◆ Problem statement ◆
Below are some records; quote exactly the lines from the one that contains "use std::fmt;" through the one that contains "pub struct QName", inclusive, and no others.

◆ Available data ◆
━━━

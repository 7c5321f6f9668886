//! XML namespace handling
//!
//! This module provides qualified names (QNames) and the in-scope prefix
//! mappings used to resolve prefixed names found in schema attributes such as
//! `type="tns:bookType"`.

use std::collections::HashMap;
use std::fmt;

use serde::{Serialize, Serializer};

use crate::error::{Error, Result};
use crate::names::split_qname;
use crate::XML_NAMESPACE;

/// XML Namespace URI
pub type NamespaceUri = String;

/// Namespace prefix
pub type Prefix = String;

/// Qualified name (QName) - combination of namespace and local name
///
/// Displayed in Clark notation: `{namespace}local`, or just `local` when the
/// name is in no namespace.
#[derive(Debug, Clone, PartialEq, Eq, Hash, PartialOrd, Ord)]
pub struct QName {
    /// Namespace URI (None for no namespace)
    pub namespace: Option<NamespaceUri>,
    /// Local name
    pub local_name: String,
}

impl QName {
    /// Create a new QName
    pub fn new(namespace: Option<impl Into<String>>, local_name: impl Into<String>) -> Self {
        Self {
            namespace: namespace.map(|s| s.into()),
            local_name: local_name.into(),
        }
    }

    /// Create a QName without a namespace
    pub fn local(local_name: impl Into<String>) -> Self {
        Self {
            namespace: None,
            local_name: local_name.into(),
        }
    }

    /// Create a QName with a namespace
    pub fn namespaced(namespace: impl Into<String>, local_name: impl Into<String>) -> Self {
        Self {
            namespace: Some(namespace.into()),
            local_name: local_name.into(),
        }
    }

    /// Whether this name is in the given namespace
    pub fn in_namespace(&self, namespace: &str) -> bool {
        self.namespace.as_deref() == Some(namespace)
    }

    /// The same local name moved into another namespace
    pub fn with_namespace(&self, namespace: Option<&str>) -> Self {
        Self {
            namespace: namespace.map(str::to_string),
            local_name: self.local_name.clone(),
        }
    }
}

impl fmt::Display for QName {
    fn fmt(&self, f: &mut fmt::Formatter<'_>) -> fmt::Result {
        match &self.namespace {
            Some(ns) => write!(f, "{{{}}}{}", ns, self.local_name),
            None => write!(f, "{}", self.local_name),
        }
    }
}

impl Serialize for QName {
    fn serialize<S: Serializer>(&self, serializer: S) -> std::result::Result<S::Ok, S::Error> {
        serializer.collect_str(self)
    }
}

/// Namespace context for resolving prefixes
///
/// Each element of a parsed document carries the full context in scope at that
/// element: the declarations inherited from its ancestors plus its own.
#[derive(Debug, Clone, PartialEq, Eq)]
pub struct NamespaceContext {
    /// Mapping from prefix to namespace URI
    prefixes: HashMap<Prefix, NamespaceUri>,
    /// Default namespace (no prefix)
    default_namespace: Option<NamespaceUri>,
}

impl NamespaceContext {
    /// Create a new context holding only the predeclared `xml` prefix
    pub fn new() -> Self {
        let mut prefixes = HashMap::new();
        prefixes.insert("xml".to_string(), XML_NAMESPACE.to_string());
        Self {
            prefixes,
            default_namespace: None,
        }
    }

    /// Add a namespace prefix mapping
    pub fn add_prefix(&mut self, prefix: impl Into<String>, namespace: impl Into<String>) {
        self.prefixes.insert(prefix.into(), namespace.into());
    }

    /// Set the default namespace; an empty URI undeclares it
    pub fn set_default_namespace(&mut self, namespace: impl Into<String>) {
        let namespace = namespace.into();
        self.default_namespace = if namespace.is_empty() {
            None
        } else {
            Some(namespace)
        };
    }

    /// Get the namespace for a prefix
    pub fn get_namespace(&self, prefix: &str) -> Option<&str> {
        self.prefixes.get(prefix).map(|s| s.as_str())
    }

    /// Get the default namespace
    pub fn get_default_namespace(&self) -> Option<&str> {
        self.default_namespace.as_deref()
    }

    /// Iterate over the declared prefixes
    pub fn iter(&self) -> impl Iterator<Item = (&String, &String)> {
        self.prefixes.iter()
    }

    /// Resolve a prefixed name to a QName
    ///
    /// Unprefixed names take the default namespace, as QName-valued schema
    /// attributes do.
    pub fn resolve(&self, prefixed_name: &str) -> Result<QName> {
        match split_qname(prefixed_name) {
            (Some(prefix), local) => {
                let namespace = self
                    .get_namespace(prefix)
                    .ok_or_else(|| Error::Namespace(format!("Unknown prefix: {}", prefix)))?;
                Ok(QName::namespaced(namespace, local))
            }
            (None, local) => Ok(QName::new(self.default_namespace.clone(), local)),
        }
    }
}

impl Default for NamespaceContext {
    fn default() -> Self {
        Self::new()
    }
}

━━━

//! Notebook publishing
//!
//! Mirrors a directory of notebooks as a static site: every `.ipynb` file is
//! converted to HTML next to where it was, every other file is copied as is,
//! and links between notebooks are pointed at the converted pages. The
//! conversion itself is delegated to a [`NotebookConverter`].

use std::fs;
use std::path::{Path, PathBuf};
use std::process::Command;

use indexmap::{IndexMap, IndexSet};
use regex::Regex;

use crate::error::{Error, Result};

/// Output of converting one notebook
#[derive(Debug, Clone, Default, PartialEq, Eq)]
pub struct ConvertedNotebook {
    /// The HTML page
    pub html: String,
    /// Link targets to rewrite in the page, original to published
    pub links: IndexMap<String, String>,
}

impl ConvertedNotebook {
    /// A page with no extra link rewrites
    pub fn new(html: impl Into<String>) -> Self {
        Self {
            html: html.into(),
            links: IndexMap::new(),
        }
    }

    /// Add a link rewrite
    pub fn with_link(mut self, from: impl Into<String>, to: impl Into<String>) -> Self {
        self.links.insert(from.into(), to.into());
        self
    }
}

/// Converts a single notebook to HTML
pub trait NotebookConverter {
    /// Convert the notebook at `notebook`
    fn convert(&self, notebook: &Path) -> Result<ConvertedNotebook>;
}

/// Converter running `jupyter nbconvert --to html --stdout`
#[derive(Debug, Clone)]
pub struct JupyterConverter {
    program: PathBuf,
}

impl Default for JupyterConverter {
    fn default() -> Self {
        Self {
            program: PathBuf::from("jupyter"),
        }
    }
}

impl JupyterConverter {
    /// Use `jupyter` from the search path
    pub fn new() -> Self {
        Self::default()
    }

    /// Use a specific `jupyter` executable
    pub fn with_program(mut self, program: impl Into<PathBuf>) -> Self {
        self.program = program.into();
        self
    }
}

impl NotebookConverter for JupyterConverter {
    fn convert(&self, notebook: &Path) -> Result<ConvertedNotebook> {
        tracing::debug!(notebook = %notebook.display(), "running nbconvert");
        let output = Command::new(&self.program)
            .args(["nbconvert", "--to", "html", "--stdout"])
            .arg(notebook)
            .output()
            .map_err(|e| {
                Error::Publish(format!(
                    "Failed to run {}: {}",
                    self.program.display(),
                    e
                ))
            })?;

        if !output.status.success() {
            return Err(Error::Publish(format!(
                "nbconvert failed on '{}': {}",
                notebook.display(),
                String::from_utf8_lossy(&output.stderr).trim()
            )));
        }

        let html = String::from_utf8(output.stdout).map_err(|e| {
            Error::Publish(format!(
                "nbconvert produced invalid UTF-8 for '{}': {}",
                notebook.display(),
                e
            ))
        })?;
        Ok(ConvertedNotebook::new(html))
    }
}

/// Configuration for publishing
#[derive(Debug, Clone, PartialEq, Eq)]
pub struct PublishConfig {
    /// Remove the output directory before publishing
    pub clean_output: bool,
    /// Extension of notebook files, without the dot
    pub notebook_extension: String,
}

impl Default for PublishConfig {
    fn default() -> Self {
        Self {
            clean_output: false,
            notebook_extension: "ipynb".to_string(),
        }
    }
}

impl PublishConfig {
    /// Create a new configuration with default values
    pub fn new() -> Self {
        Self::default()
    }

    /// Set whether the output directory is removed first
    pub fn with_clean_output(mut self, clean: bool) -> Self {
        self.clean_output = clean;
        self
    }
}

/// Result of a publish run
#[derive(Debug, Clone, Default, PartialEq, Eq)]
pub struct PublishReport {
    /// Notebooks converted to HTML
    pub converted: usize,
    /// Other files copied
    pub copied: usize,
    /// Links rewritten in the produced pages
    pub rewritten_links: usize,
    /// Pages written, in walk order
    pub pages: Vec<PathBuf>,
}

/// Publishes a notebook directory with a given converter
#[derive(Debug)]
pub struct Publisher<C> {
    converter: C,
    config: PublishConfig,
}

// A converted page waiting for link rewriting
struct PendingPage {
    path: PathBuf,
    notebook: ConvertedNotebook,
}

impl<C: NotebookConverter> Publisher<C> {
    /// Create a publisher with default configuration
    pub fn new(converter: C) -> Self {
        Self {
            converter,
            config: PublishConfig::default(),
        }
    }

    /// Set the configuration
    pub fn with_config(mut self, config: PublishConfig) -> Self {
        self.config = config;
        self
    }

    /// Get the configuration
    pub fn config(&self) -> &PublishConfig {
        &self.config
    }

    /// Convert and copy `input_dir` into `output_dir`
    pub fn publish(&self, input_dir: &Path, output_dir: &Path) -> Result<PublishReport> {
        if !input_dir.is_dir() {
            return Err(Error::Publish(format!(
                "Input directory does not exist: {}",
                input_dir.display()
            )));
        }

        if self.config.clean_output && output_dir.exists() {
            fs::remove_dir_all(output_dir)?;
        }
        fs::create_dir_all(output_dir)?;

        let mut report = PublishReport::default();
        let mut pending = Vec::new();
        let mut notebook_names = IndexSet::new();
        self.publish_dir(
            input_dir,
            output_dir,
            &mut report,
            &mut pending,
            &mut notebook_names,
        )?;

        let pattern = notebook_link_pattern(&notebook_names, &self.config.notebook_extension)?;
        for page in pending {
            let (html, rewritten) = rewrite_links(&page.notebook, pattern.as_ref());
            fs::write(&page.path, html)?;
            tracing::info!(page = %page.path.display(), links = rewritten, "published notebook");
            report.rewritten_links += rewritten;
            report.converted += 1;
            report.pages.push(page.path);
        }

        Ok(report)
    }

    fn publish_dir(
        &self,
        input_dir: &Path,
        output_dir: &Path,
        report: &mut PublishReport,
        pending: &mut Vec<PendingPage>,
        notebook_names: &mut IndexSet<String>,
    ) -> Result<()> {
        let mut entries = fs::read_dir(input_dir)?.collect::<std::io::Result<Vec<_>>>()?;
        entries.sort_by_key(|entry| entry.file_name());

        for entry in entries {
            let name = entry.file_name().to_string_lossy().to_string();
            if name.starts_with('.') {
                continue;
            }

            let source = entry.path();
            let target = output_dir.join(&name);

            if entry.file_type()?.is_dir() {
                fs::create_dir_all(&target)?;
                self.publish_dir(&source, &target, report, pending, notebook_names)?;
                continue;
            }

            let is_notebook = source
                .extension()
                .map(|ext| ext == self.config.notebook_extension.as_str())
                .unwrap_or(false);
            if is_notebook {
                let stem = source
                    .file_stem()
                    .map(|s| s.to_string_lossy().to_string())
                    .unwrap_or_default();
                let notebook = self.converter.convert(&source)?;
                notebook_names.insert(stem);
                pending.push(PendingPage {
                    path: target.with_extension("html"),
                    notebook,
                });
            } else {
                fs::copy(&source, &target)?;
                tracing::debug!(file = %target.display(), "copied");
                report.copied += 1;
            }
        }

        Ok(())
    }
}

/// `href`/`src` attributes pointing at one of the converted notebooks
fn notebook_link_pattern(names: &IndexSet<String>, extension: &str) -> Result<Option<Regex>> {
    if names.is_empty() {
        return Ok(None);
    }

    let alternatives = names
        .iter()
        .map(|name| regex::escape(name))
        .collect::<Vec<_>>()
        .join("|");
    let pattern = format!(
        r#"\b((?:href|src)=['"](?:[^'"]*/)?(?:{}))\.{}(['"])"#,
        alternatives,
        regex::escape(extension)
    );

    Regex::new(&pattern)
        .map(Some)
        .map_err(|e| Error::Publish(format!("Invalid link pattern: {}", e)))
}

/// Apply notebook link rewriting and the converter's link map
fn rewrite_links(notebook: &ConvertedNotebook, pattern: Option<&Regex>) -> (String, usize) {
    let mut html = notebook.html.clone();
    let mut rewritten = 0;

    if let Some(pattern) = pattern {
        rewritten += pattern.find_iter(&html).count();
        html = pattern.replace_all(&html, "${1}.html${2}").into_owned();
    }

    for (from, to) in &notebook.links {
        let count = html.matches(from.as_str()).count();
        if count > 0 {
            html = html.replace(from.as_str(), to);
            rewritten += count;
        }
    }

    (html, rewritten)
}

━━━

◆ Solution to this exercise ◆
use std::fmt;

use serde::{Serialize, Serializer};

use crate::error::{Error, Result};
use crate::names::split_qname;
use crate::XML_NAMESPACE;

/// XML Namespace URI
pub type NamespaceUri = String;

/// Namespace prefix
pub type Prefix = String;

/// Qualified name (QName) - combination of namespace and local name
///
/// Displayed in Clark notation: `{namespace}local`, or just `local` when the
/// name is in no namespace.
#[derive(Debug, Clone, PartialEq, Eq, Hash, PartialOrd, Ord)]
pub struct QName {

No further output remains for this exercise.